■ SUPPLIED DATA ■
________________________________________
//! Error types for the marketcart core.

use thiserror::Error;

use crate::types::ProductId;

/// Errors raised while encoding, decoding, or validating a cart snapshot.
#[derive(Debug, Error)]
pub enum CoreError {
    #[error("encoding error: {0}")]
    Encoding(String),

    #[error("decoding error: {0}")]
    Decoding(String),

    #[error("snapshot lists product {0} more than once")]
    DuplicateId(ProductId),
}

/// Result type for core operations.
pub type Result<T> = std::result::Result<T, CoreError>;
________________________________________
■ ABOUT THIS TASK ■
Please output all of the entries without changing a single character.

■ RESULT OF THE TASK ■
//! Error types for the marketcart core.

use thiserror::Error;

use crate::types::ProductId;

/// Errors raised while encoding, decoding, or validating a cart snapshot.
#[derive(Debug, Error)]
pub enum CoreError {
    #[error("encoding error: {0}")]
    Encoding(String),

    #[error("decoding error: {0}")]
    Decoding(String),

    #[error("snapshot lists product {0} more than once")]
    DuplicateId(ProductId),
}

/// Result type for core operations.
pub type Result<T> = std::result::Result<T, CoreError>;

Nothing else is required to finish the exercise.